Some methodological questions can be raised. The lack of consensus criteria for IEI leads to some uncertainty regarding the case definition. We investigated symptoms, symptom-inducing environmental odours as well as social consequences as proxies for estimating subjectively reported severity. Although this severity classification may be scientifically inadequate in terms of defining pathophysiological mechanisms, it represents a pragmatic approach by describing the subjectively experienced manifestations. Due to the broad definition of IEI and the possibility that some respondents may interpret the reactions as indicative of other health problems, such as allergy or asthma, we cannot rule out classification or recall bias. Including a healthy control group could have strengthened our design by adding information regarding the influence of psychological features on the presence of IEI independent of severity. This research question, however, was not the objective of our study.

Conclusion

In conclusion, we were unable to support the hypothesis that repressive coping is associated with IEI. While this was also the case for alexithymia, we did find some evidence of an influence of one alexithymia domain: difficulties identifying feelings.

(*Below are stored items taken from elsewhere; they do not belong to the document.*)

//! Persistence layer for the ride coordination core.
//!
//! This crate contains:
//! - Database connection management
//! - Entity definitions (database row mappings)
//! - Repository implementations
//! - `PgStore`, the `domain::services::store::RideStore` implementation

pub mod db;
pub mod entities;
pub mod metrics;
pub mod repositories;
pub mod store;

pub use store::PgStore;
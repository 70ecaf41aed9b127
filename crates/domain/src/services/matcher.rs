//! Nearest-eligible-driver search over the [`GeoIndex`](super::geo_index::GeoIndex).

use std::sync::Arc;

use crate::models::{haversine_km, Coordinate};

use super::geo_index::{DriverId, GeoIndex};

/// Candidate limit passed to the underlying radius query. Generous enough
/// that re-verification rarely needs a second pass even with a handful of
/// stale positions mixed in.
const CANDIDATE_LIMIT: usize = 50;

pub struct Matcher {
    geo_index: Arc<dyn GeoIndex>,
}

impl Matcher {
    pub fn new(geo_index: Arc<dyn GeoIndex>) -> Self {
        Self { geo_index }
    }

    /// Finds the nearest driver to `pickup` within `max_km`, re-verifying
    /// each candidate's authoritative position before accepting it.
    pub async fn find_nearest(&self, pickup: Coordinate, max_km: f64) -> Option<DriverId> {
        let candidates = self.geo_index.radius(pickup, max_km, CANDIDATE_LIMIT).await;

        for (driver_id, _approx_km) in candidates {
            let Some(position) = self.geo_index.get(driver_id).await else {
                continue;
            };
            let dist = haversine_km(pickup, position);
            if dist <= max_km {
                return Some(driver_id);
            }
        }
        None
    }
}

#[cfg(test)]
mod tests {
    use super::*;
    use crate::services::geo_index::InMemoryGeoIndex;
    use chrono::Duration;

    fn matcher() -> (Matcher, Arc<InMemoryGeoIndex>) {
        let index = Arc::new(InMemoryGeoIndex::new(2.0, Duration::seconds(300)));
        (Matcher::new(index.clone()), index)
    }

    #[tokio::test]
    async fn returns_none_on_empty_index() {
        let (matcher, _index) = matcher();
        let pickup = Coordinate::new(12.9716, 77.5946);
        assert!(matcher.find_nearest(pickup, 5.0).await.is_none());
    }

    #[tokio::test]
    async fn returns_nearest_within_radius() {
        let (matcher, index) = matcher();
        let pickup = Coordinate::new(12.9716, 77.5946);
        index.upsert(1, Coordinate::new(13.5, 78.0)).await.unwrap(); // far
        index.upsert(2, Coordinate::new(12.975, 77.599)).await.unwrap(); // near

        let nearest = matcher.find_nearest(pickup, 5.0).await;
        assert_eq!(nearest, Some(2));
    }

    #[tokio::test]
    async fn ignores_candidates_outside_radius() {
        let (matcher, index) = matcher();
        let pickup = Coordinate::new(0.0, 0.0);
        index.upsert(1, Coordinate::new(5.0, 5.0)).await.unwrap();
        assert!(matcher.find_nearest(pickup, 1.0).await.is_none());
    }
}
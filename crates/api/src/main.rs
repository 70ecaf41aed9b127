use anyhow::Result;
use std::time::Duration;
use tracing::info;

mod app;
mod config;
mod error;
mod extractors;
mod jobs;
mod middleware;
mod routes;

#[tokio::main]
async fn main() -> Result<()> {
    // Load .env file if present
    dotenvy::dotenv().ok();

    // Load configuration
    let config = config::Config::load()?;

    // Initialize logging
    middleware::logging::init_logging(&config.logging);

    // Initialize Prometheus metrics
    middleware::metrics::init_metrics();
    info!("Prometheus metrics initialized");

    info!("Starting ride coordination core v{}", env!("CARGO_PKG_VERSION"));

    // Create database pool
    let db_config = persistence::db::DatabaseConfig {
        url: config.database.url.clone(),
        max_connections: config.database.max_connections,
        min_connections: config.database.min_connections,
        connect_timeout_secs: config.database.connect_timeout_secs,
        idle_timeout_secs: config.database.idle_timeout_secs,
    };
    let pool = persistence::db::create_pool(&db_config).await?;

    // Run migrations
    info!("Running database migrations...");
    sqlx::migrate!("../persistence/src/migrations")
        .run(&pool)
        .await?;
    info!("Migrations completed");

    // Build shared application state
    let state = app::AppState::new(config.clone(), pool.clone());

    // Start job scheduler
    let mut scheduler = jobs::JobScheduler::new();
    scheduler.register(jobs::GeoIndexSweepJob::new(
        state.geo_index.clone(),
        jobs::JobFrequency::Minutes(5),
    ));
    scheduler.register(jobs::IdempotencyCleanupJob::new(pool.clone(), 7));
    scheduler.start();

    // Build application
    let app = app::create_app(state);

    // Start server
    let addr = config.socket_addr();
    info!("Server listening on {}", addr);

    let listener = tokio::net::TcpListener::bind(addr).await?;

    // Handle shutdown gracefully
    let shutdown_signal = async {
        tokio::signal::ctrl_c()
            .await
            .expect("Failed to install CTRL+C signal handler");
        info!("Received shutdown signal");
    };

    axum::serve(listener, app)
        .with_graceful_shutdown(shutdown_signal)
        .await?;

    // Shutdown job scheduler
    scheduler.shutdown();
    scheduler.wait_for_shutdown(Duration::from_secs(30)).await;

    info!("Server shutdown complete");
    Ok(())
}
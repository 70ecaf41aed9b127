//! Ride repository for database operations.

use sqlx::{PgPool, Postgres, Transaction};

use crate::entities::RideEntity;
use crate::metrics::QueryTimer;

/// Input data for inserting a ride.
#[derive(Debug, Clone)]
pub struct RideInput {
    pub rider_id: Option<i64>,
    pub pickup_lat: f64,
    pub pickup_lon: f64,
    pub destination_lat: f64,
    pub destination_lon: f64,
    pub tier: Option<String>,
    pub payment_method: Option<String>,
    pub status: String,
}

/// Repository for ride database operations.
#[derive(Clone)]
pub struct RideRepository {
    pool: PgPool,
}

impl RideRepository {
    pub fn new(pool: PgPool) -> Self {
        Self { pool }
    }

    pub fn pool(&self) -> &PgPool {
        &self.pool
    }

    pub async fn insert(&self, input: RideInput) -> Result<RideEntity, sqlx::Error> {
        let timer = QueryTimer::new("insert_ride");
        let entity = sqlx::query_as::<_, RideEntity>(
            r#"
            INSERT INTO rides (
                rider_id, pickup_lat, pickup_lon, destination_lat, destination_lon,
                tier, payment_method, status
            )
            VALUES ($1, $2, $3, $4, $5, $6, $7, $8)
            RETURNING id, rider_id, pickup_lat, pickup_lon, destination_lat, destination_lon,
                      tier, payment_method, status, created_at
            "#,
        )
        .bind(input.rider_id)
        .bind(input.pickup_lat)
        .bind(input.pickup_lon)
        .bind(input.destination_lat)
        .bind(input.destination_lon)
        .bind(input.tier)
        .bind(input.payment_method)
        .bind(input.status)
        .fetch_one(&self.pool)
        .await;
        timer.record();
        entity
    }

    pub async fn find_by_id(&self, ride_id: i64) -> Result<Option<RideEntity>, sqlx::Error> {
        let timer = QueryTimer::new("find_ride_by_id");
        let result = sqlx::query_as::<_, RideEntity>(
            r#"
            SELECT id, rider_id, pickup_lat, pickup_lon, destination_lat, destination_lon,
                   tier, payment_method, status, created_at
            FROM rides
            WHERE id = $1
            "#,
        )
        .bind(ride_id)
        .fetch_optional(&self.pool)
        .await;
        timer.record();
        result
    }

    pub async fn update_status(&self, ride_id: i64, status: &str) -> Result<u64, sqlx::Error> {
        let timer = QueryTimer::new("update_ride_status");
        let result = sqlx::query(
            r#"
            UPDATE rides SET status = $2 WHERE id = $1
            "#,
        )
        .bind(ride_id)
        .bind(status)
        .execute(&self.pool)
        .await?;
        timer.record();
        Ok(result.rows_affected())
    }

    /// Same as [`Self::update_status`], but against a caller-owned
    /// transaction, so it can be composed with another repository's write
    /// into a single atomic operation (e.g. offering a ride also flips its
    /// status to `assigned`).
    pub async fn update_status_in_tx(
        &self,
        tx: &mut Transaction<'_, Postgres>,
        ride_id: i64,
        status: &str,
    ) -> Result<u64, sqlx::Error> {
        let timer = QueryTimer::new("update_ride_status");
        let result = sqlx::query(
            r#"
            UPDATE rides SET status = $2 WHERE id = $1
            "#,
        )
        .bind(ride_id)
        .bind(status)
        .execute(&mut **tx)
        .await?;
        timer.record();
        Ok(result.rows_affected())
    }
}
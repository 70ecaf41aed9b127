//! The matching/assignment/trip/payment coordination pipeline.

pub mod assignment_manager;
pub mod geo_index;
pub mod matcher;
pub mod orchestrator;
pub mod payment_settler;
pub mod store;
pub mod trip_manager;

pub use assignment_manager::AssignmentManager;
pub use geo_index::{DriverId, GeoIndex, InMemoryGeoIndex};
pub use matcher::Matcher;
pub use orchestrator::RideOrchestrator;
pub use payment_settler::{PaymentProvider, PaymentSettler, SimulatedPaymentProvider};
pub use store::{IdempotencyClaim, NewRide, RideStore};
pub use trip_manager::TripManager;
//! Payment entity (database row mapping).

use chrono::{DateTime, Utc};
use sqlx::FromRow;

use domain::error::DomainError;
use domain::models::{Payment, PaymentStatus};

/// Database row mapping for the `payments` table.
#[derive(Debug, Clone, FromRow)]
pub struct PaymentEntity {
    pub id: i64,
    pub trip_id: i64,
    pub amount: f64,
    pub status: String,
    pub provider_response: Option<serde_json::Value>,
    pub created_at: DateTime<Utc>,
}

impl TryFrom<PaymentEntity> for Payment {
    type Error = DomainError;

    fn try_from(e: PaymentEntity) -> Result<Self, Self::Error> {
        let status: PaymentStatus = e
            .status
            .parse()
            .map_err(|err: String| DomainError::IllegalState(err))?;
        Ok(Payment {
            id: e.id,
            trip_id: e.trip_id,
            amount: e.amount,
            status,
            provider_response: e.provider_response,
            created_at: e.created_at,
        })
    }
}
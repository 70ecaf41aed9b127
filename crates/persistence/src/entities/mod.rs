//! Database entity definitions.
//!
//! Entities are direct mappings to database rows.

pub mod assignment;
pub mod driver;
pub mod idempotency_key;
pub mod payment;
pub mod ride;
pub mod trip;

pub use assignment::AssignmentEntity;
pub use driver::DriverEntity;
pub use idempotency_key::IdempotencyKeyEntity;
pub use payment::PaymentEntity;
pub use ride::RideEntity;
pub use trip::TripEntity;
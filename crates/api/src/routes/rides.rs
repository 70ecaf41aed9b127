//! Ride endpoint handlers.

use axum::{
    extract::{Path, State},
    Json,
};
use validator::Validate;

use domain::models::{CreateRideRequest, RideOut};
use domain::services::RideStore;
use shared::validation::validate_positive_id;

use crate::app::AppState;
use crate::error::ApiError;
use crate::extractors::OptionalIdempotencyKey;

/// `POST /v1/rides` — creates a ride and attempts to match it to a nearby
/// driver. Idempotent: a repeated call with the same `Idempotency-Key`
/// header returns the first call's response unchanged.
pub async fn create_ride(
    State(state): State<AppState>,
    OptionalIdempotencyKey(idempotency_key): OptionalIdempotencyKey,
    Json(request): Json<CreateRideRequest>,
) -> Result<Json<RideOut>, ApiError> {
    request.validate()?;

    let ride_out = state
        .orchestrator
        .create_ride(request, idempotency_key.as_deref())
        .await?;

    Ok(Json(ride_out))
}

/// `GET /v1/rides/{id}` — returns a ride together with its most recent
/// assignment, if any has been offered.
pub async fn get_ride(
    State(state): State<AppState>,
    Path(ride_id): Path<i64>,
) -> Result<Json<RideOut>, ApiError> {
    validate_positive_id(ride_id, "ride_id").map_err(ApiError::Validation)?;

    let ride = state.store.get_ride(ride_id).await?;
    let assignment = state.store.get_assignment_for_ride(ride_id).await?;

    let mut ride_out: RideOut = ride.into();
    ride_out.assignment = assignment.map(Into::into);

    Ok(Json(ride_out))
}
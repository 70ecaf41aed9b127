use axum::{middleware, routing::{get, post}, Router};
use sqlx::PgPool;
use std::sync::Arc;
use std::time::Duration;
use tower_http::{
    compression::CompressionLayer, cors::{Any, CorsLayer}, timeout::TimeoutLayer, trace::TraceLayer,
};

use crate::config::Config;
use crate::middleware::{metrics_handler, metrics_middleware, trace_id};
use crate::routes::{drivers, health, payments, rides, trips};
use domain::services::{
    AssignmentManager, GeoIndex, InMemoryGeoIndex, Matcher, PaymentSettler, RideOrchestrator,
    RideStore, SimulatedPaymentProvider, TripManager,
};
use persistence::PgStore;

/// Shared application state handed to every route handler.
#[derive(Clone)]
pub struct AppState {
    pub pool: PgPool,
    pub config: Arc<Config>,
    pub store: Arc<dyn RideStore>,
    pub geo_index: Arc<dyn GeoIndex>,
    pub orchestrator: Arc<RideOrchestrator>,
    pub assignment_manager: Arc<AssignmentManager>,
    pub trip_manager: Arc<TripManager>,
    pub payment_settler: Arc<PaymentSettler>,
}

impl AppState {
    pub fn new(config: Config, pool: PgPool) -> Self {
        let config = Arc::new(config);
        let store: Arc<dyn RideStore> = Arc::new(PgStore::new(pool.clone()));

        let geo_index: Arc<dyn GeoIndex> = Arc::new(InMemoryGeoIndex::new(
            config.matching.geo_bucket_size_km,
            chrono::Duration::seconds(config.matching.max_position_age_secs as i64),
        ));

        let matcher = Arc::new(Matcher::new(geo_index.clone()));

        let payment_settler = Arc::new(PaymentSettler::new(
            store.clone(),
            Arc::new(SimulatedPaymentProvider),
            Duration::from_secs(config.matching.settlement_delay_secs),
        ));

        let trip_manager = Arc::new(TripManager::new(
            store.clone(),
            geo_index.clone(),
            payment_settler.clone(),
        ));

        let assignment_manager = Arc::new(AssignmentManager::new(
            store.clone(),
            Duration::from_secs(config.matching.assignment_ttl_secs),
        ));

        let orchestrator = Arc::new(RideOrchestrator::new(
            store.clone(),
            matcher,
            assignment_manager.clone(),
            config.matching.match_radius_km,
        ));

        Self {
            pool,
            config,
            store,
            geo_index,
            orchestrator,
            assignment_manager,
            trip_manager,
            payment_settler,
        }
    }
}

pub fn create_app(state: AppState) -> Router {
    let cors = CorsLayer::new()
        .allow_origin(Any)
        .allow_methods(Any)
        .allow_headers(Any);

    let public_routes = Router::new()
        .route("/health", get(health::health_check))
        .route("/health/live", get(health::live))
        .route("/health/ready", get(health::ready))
        .route("/metrics", get(metrics_handler));

    let ride_routes = Router::new()
        .route("/v1/rides", post(rides::create_ride))
        .route("/v1/rides/:id", get(rides::get_ride));

    let driver_routes = Router::new()
        .route("/v1/drivers/:id/location", post(drivers::update_location))
        .route("/v1/drivers/:id/accept", post(drivers::accept))
        .route("/v1/drivers/:id/decline", post(drivers::decline));

    let trip_routes = Router::new().route("/v1/trips/:id/end", post(trips::end_trip));

    let payment_routes = Router::new().route("/v1/payments", post(payments::trigger_payment));

    let request_timeout_secs = state.config.server.request_timeout_secs;

    let app = Router::new()
        .merge(public_routes)
        .merge(ride_routes)
        .merge(driver_routes)
        .merge(trip_routes)
        .merge(payment_routes)
        .with_state(state);

    app.layer(CompressionLayer::new())
        .layer(TimeoutLayer::new(Duration::from_secs(request_timeout_secs)))
        .layer(middleware::from_fn(metrics_middleware))
        .layer(TraceLayer::new_for_http())
        .layer(middleware::from_fn(trace_id))
        .layer(cors)
}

Further analyses, however, indicated that this association could be mediated by negative affectivity, a conclusion which was further supported by our findings of relatively strong independent associations between negative affectivity and trait anxiety and the four descriptive factors of IEI. We also found evidence of a role of defensiveness. Further studies are needed to elucidate the possible interplay between negative emotional reactions, defensiveness and difficulties identifying feelings in IEI, and our results may direct future therapeutic interventions towards focusing on increasing emotional awareness and functioning.